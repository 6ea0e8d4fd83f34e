//! Heap-backed memory segment.

use super::{MemorySegment, MemoryType};
use crate::error::{Error, Result};

/// A memory segment backed by a single heap allocation.
///
/// This is what ad hoc output allocation produces when no pool is bound.
///
/// # Example
///
/// ```rust
/// use parallax_transform::memory::{HeapSegment, MemorySegment};
///
/// let segment = HeapSegment::new(1024).unwrap();
/// assert_eq!(segment.len(), 1024);
/// ```
pub struct HeapSegment {
    data: Box<[u8]>,
}

impl HeapSegment {
    /// Create a zero-initialized heap segment.
    ///
    /// # Errors
    ///
    /// Returns [`Error::AllocationFailed`] if the allocator refuses the size.
    pub fn new(size: usize) -> Result<Self> {
        Ok(Self {
            data: alloc_zeroed(size)?,
        })
    }

    /// Wrap existing bytes without copying.
    pub fn from_vec(data: Vec<u8>) -> Self {
        Self {
            data: data.into_boxed_slice(),
        }
    }
}

/// Allocate `size` zeroed bytes, reporting failure instead of aborting.
pub(crate) fn alloc_zeroed(size: usize) -> Result<Box<[u8]>> {
    let mut data = Vec::new();
    data.try_reserve_exact(size)
        .map_err(|e| Error::AllocationFailed(format!("{size} bytes: {e}")))?;
    data.resize(size, 0);
    Ok(data.into_boxed_slice())
}

impl MemorySegment for HeapSegment {
    fn as_slice(&self) -> &[u8] {
        &self.data
    }

    fn as_mut_slice(&mut self) -> &mut [u8] {
        &mut self.data
    }

    fn memory_type(&self) -> MemoryType {
        MemoryType::Heap
    }
}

════════════════════

**ASSIGNED TASK**
With every line intact, print the records above again.

**REPLY**
repository 6ea0e8d4fd83f34e
//! Heap-backed memory segment.

use super::{MemorySegment, MemoryType};
use crate::error::{Error, Result};

/// A memory segment backed by a single heap allocation.
///
/// This is what ad hoc output allocation produces when no pool is bound.
///
/// # Example
///
/// ```rust
/// use parallax_transform::memory::{HeapSegment, MemorySegment};
///
/// let segment = HeapSegment::new(1024).unwrap();
/// assert_eq!(segment.len(), 1024);
/// ```
pub struct HeapSegment {
    data: Box<[u8]>,
}

impl HeapSegment {
    /// Create a zero-initialized heap segment.
    ///
    /// # Errors
    ///
    /// Returns [`Error::AllocationFailed`] if the allocator refuses the size.
    pub fn new(size: usize) -> Result<Self> {
        Ok(Self {
            data: alloc_zeroed(size)?,
        })
    }

    /// Wrap existing bytes without copying.
    pub fn from_vec(data: Vec<u8>) -> Self {
        Self {
            data: data.into_boxed_slice(),
        }
    }
}

/// Allocate `size` zeroed bytes, reporting failure instead of aborting.
pub(crate) fn alloc_zeroed(size: usize) -> Result<Box<[u8]>> {
    let mut data = Vec::new();
    data.try_reserve_exact(size)
        .map_err(|e| Error::AllocationFailed(format!("{size} bytes: {e}")))?;
    data.resize(size, 0);
    Ok(data.into_boxed_slice())
}

impl MemorySegment for HeapSegment {
    fn as_slice(&self) -> &[u8] {
        &self.data
    }

    fn as_mut_slice(&mut self) -> &mut [u8] {
        &mut self.data
    }

    fn memory_type(&self) -> MemoryType {
        MemoryType::Heap
    }
}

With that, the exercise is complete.